Eddie Martin is unimpressed. Martin, the vice mayor of District Heights, says Wynn has helped secure federal support for a senior center in his city and a pilot program for emergency patient care.

"Do you know what happens when you go into Congress as a freshman?" he says. "You can't get nothing done. All the people that come in, they're making promises, they're saying what they can do. The don't even know how Congress works."

Wynn is running on his experience as a legislator. An eight-term incumbent who served in the House of Delegates and the state Senate before entering Congress in 1993, he chairs the House Energy and Commerce Subcommittee on Environment and Hazardous Materials.

"One of the problems you have with all these candidates, they're all great leaders, they're all going to solve these problems," he says. "But two things they've never done. One, they've never had to work within the constraints of a budget. And two, they've never had to compromise with people to get things done."

Wynn has supported legislation to provide universal health insurance coverage and to withdraw U.S. forces from Iraq; he says he is developing a bill that would keep subprime foreclosures from showing up on the borrower's credit report.

"You'll hear a lot of talk about leadership, but the bottom line in leadership is getting things done," he says. "I have a record of accomplishment."

Not everyone is convinced. The United Food and Commercial Workers Local 400 in Landover endorsed Wynn in 2006. Now the union is backing Edwards.

"The political landscape has changed," says Mark Federici, a union spokesman, who mentioned Wynn's "head-scratching" votes on the war, the bankruptcy bill and energy policy. "We think that [Edwards'] leadership is going to be a step up on behalf of our members."

The Service Employees International Union and Emily's List also have endorsed Edwards.
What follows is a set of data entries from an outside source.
use thiserror::Error;

/// Errors surfaced by session setup.
///
/// The running loops never return these — ingest and deliver treat
/// connection failures as "this session is over" and exit quietly.
#[derive(Debug, Error)]
pub enum SessionError {
    /// The connection failed while negotiating the player name.
    #[error("connection error during login: {0}")]
    Login(String),

    /// The client disconnected before completing login.
    #[error("connection closed before login completed")]
    LoginAborted,

    /// No free variant of the requested name could be registered.
    #[error("could not register a free name for \"{0}\"")]
    NameUnavailable(String),
}
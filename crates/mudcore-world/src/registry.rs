//! The registry capability traits.

use mudcore_protocol::{PlayerName, RoomId};

use crate::WorldError;

/// A connected player's public profile, as rendered by `/who`.
#[derive(Debug, Clone, PartialEq, Eq)]
pub struct Profile {
    /// The player's display name.
    pub name: PlayerName,
    /// The room they are currently in.
    pub room: RoomId,
}

/// Read-only view of the player/room registry.
///
/// This is everything the visibility engine is allowed to see. Each call
/// returns a consistent snapshot at lookup time; the engine reads room
/// membership at DELIVERY time, never caching it on an event.
pub trait Registry: Send + Sync + 'static {
    /// Returns the room the named player is currently in.
    fn room_of(&self, name: &PlayerName) -> Result<RoomId, WorldError>;

    /// Returns the named player's profile, for `/who` replies.
    fn profile_of(&self, name: &PlayerName) -> Result<Profile, WorldError>;
}

/// The mutating side of the registry, used by login and by `/go`.
///
/// Deliver loops never see this trait — they are observers only.
pub trait World: Registry {
    /// Connects a player, placing them in `room`.
    ///
    /// # Errors
    /// [`WorldError::NameTaken`] if the name is already connected.
    fn join(&self, name: PlayerName, room: RoomId) -> Result<(), WorldError>;

    /// Disconnects a player.
    fn remove(&self, name: &PlayerName) -> Result<(), WorldError>;

    /// Moves a player to `dest` and returns the room they left.
    ///
    /// The returned pre-move room is what a `LeaveRoom` event must carry:
    /// by the time that event is delivered, [`Registry::room_of`] already
    /// answers with `dest`.
    fn move_to(&self, name: &PlayerName, dest: RoomId) -> Result<RoomId, WorldError>;
}
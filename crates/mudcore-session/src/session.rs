//! The two loops of a connected player.

use std::sync::Arc;

use mudcore_bus::{Bus, BusReceiver};
use mudcore_protocol::{
    parse_line, Action, ColorToken, Event, PlayerName, RoomId, SessionId, Styler,
};
use mudcore_transport::Connection;
use mudcore_world::World;

use crate::view::render_for;

/// One connected player: identity, connection, and the shared services.
///
/// The caller (the accept handler) runs [`Session::deliver`] in a spawned
/// task and [`Session::ingest`] in the foreground; the session itself
/// spawns nothing. Both loops borrow the same connection — reads and
/// writes proceed independently.
pub struct Session<C, W> {
    name: PlayerName,
    id: SessionId,
    conn: Arc<C>,
    world: Arc<W>,
    bus: Bus,
    styler: Styler,
}

impl<C, W> Session<C, W>
where
    C: Connection,
    W: World,
{
    pub fn new(
        name: PlayerName,
        id: SessionId,
        conn: Arc<C>,
        world: Arc<W>,
        bus: Bus,
        styler: Styler,
    ) -> Self {
        Self {
            name,
            id,
            conn,
            world,
            bus,
            styler,
        }
    }

    pub fn name(&self) -> &PlayerName {
        &self.name
    }

    pub fn id(&self) -> SessionId {
        self.id
    }

    // ---------------------------------------------------------------------
    // Ingest
    // ---------------------------------------------------------------------

    /// Reads lines until the connection ends, turning each into at most
    /// one published event (plus the transition pair for `/go`).
    ///
    /// Runs until `/quit`, clean EOF, or a read error — all three are
    /// normal session endings, and all three publish exactly one `Quit`
    /// on the way out.
    pub async fn ingest(&self) {
        loop {
            let line = match self.conn.recv_line().await {
                Ok(Some(line)) => line,
                Ok(None) => {
                    tracing::debug!(player = %self.name, "connection closed by peer");
                    break;
                }
                Err(error) => {
                    tracing::debug!(player = %self.name, %error, "read failed, ending session");
                    break;
                }
            };

            let Some(command) = parse_line(&line, &self.name, self.id) else {
                continue;
            };
            if let Some(event) = command.event {
                self.publish(event);
            }
            match command.action {
                Action::None => {}
                Action::Move(dest) => self.handle_move(dest),
                Action::Close => {
                    let bye = self.styler.apply(ColorToken::Info, "Bye!");
                    let _ = self.conn.send_line(&bye).await;
                    break;
                }
            }
        }

        self.publish_quit();
    }

    /// Room transition: registry first, then the event pair.
    ///
    /// `LeaveRoom` carries the pre-move room because by delivery time the
    /// registry already answers with the destination. `EnterRoom` needs
    /// no snapshot — the registry is correct for it.
    fn handle_move(&self, dest: RoomId) {
        match self.world.move_to(&self.name, dest) {
            Ok(old) => {
                self.publish(Event::leave_room(self.name.clone(), self.id, &old));
                self.publish(Event::enter_room(self.name.clone(), self.id));
            }
            Err(error) => {
                tracing::warn!(player = %self.name, %error, "move failed, no events published");
            }
        }
    }

    /// Publishes with validation. An event that fails its own invariants
    /// is a bug in this crate, not in the client — log it and drop it
    /// rather than poisoning every deliver loop.
    fn publish(&self, event: Event) {
        if let Err(error) = event.validate() {
            tracing::error!(kind = ?event.kind, %error, "dropping invalid event");
            return;
        }
        self.bus.publish(event);
    }

    /// The single Quit of this session, with its room snapshotted in.
    /// Skipped only if the registry no longer knows the player, in which
    /// case there is no room to announce the quit to anyway.
    fn publish_quit(&self) {
        match self.world.room_of(&self.name) {
            Ok(room) => self.publish(Event::quit(self.name.clone(), self.id, &room)),
            Err(error) => {
                tracing::warn!(player = %self.name, %error, "no registry entry at quit, skipping announcement");
            }
        }
    }

    // ---------------------------------------------------------------------
    // Deliver
    // ---------------------------------------------------------------------

    /// Observes the full event stream and writes this player's view of it.
    ///
    /// Ends when the bus closes or the connection stops accepting writes.
    /// A write failure ends only this loop; the peer sessions never
    /// notice.
    pub async fn deliver(&self, mut rx: BusReceiver) {
        while let Some(event) = rx.recv().await {
            let Some(line) = render_for(&event, &self.name, self.id, self.world.as_ref()) else {
                continue;
            };
            let styled = self.styler.apply(line.color, &line.text);
            if let Err(error) = self.conn.send_line(&styled).await {
                tracing::debug!(player = %self.name, %error, "write failed, ending deliver loop");
                break;
            }
        }
    }
}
The Fund for Children and Public Education of the National Education Association and the Washington D.C. Building and Construction Trades Council are backing Wynn.

Jerry Lozupone, secretary-treasurer of the Camp Springs-based labor coalition, says Wynn had worked with local employers to ensure good jobs for Maryland workers.

"He's got a pretty good track record with us on those issues that affect working people," Lozupone says. "Without his help, I don't know that we would have gotten to the table with these people."